Information supplied:

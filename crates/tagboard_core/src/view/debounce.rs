//! Keystroke debouncing for the editor.
//!
//! # Responsibility
//! - Hold the latest editor text until typing pauses for a full window.
//!
//! # Invariants
//! - Every keystroke restarts the window; only the latest text ever fires.
//! - A fired or cancelled window leaves nothing pending.

/// Window the editor waits after the last keystroke before scanning.
pub const DEFAULT_DEBOUNCE_MS: u64 = 500;

#[derive(Debug, Clone)]
struct Pending {
    text: String,
    deadline_ms: u64,
}

/// Reset-on-keystroke debounce timer, driven by explicit clock readings so
/// it stays deterministic under test.
#[derive(Debug, Clone)]
pub struct TypingDebounce {
    window_ms: u64,
    pending: Option<Pending>,
}

impl Default for TypingDebounce {
    fn default() -> Self {
        Self::new(DEFAULT_DEBOUNCE_MS)
    }
}

impl TypingDebounce {
    pub fn new(window_ms: u64) -> Self {
        Self {
            window_ms,
            pending: None,
        }
    }

    /// Records a keystroke, restarting the window.
    pub fn input(&mut self, text: &str, now_ms: u64) {
        self.pending = Some(Pending {
            text: text.to_string(),
            deadline_ms: now_ms + self.window_ms,
        });
    }

    /// Returns the settled text once the window has elapsed. Fires at most
    /// once per window.
    pub fn poll(&mut self, now_ms: u64) -> Option<String> {
        if self.pending.as_ref()?.deadline_ms <= now_ms {
            self.pending.take().map(|pending| pending.text)
        } else {
            None
        }
    }

    /// Drops any pending text without firing.
    pub fn cancel(&mut self) {
        self.pending = None;
    }

    pub fn is_pending(&self) -> bool {
        self.pending.is_some()
    }
}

Goal of the exercise:
Each record above has to be retyped exactly, with nothing left out.

Solution to the exercise:
filename crates/tagboard_core/src/view/debounce.rs
//! Keystroke debouncing for the editor.
//!
//! # Responsibility
//! - Hold the latest editor text until typing pauses for a full window.
//!
//! # Invariants
//! - Every keystroke restarts the window; only the latest text ever fires.
//! - A fired or cancelled window leaves nothing pending.

/// Window the editor waits after the last keystroke before scanning.
pub const DEFAULT_DEBOUNCE_MS: u64 = 500;

#[derive(Debug, Clone)]
struct Pending {
    text: String,
    deadline_ms: u64,
}

/// Reset-on-keystroke debounce timer, driven by explicit clock readings so
/// it stays deterministic under test.
#[derive(Debug, Clone)]
pub struct TypingDebounce {
    window_ms: u64,
    pending: Option<Pending>,
}

impl Default for TypingDebounce {
    fn default() -> Self {
        Self::new(DEFAULT_DEBOUNCE_MS)
    }
}

impl TypingDebounce {
    pub fn new(window_ms: u64) -> Self {
        Self {
            window_ms,
            pending: None,
        }
    }

    /// Records a keystroke, restarting the window.
    pub fn input(&mut self, text: &str, now_ms: u64) {
        self.pending = Some(Pending {
            text: text.to_string(),
            deadline_ms: now_ms + self.window_ms,
        });
    }

    /// Returns the settled text once the window has elapsed. Fires at most
    /// once per window.
    pub fn poll(&mut self, now_ms: u64) -> Option<String> {
        if self.pending.as_ref()?.deadline_ms <= now_ms {
            self.pending.take().map(|pending| pending.text)
        } else {
            None
        }
    }

    /// Drops any pending text without firing.
    pub fn cancel(&mut self) {
        self.pending = None;
    }

    pub fn is_pending(&self) -> bool {
        self.pending.is_some()
    }
}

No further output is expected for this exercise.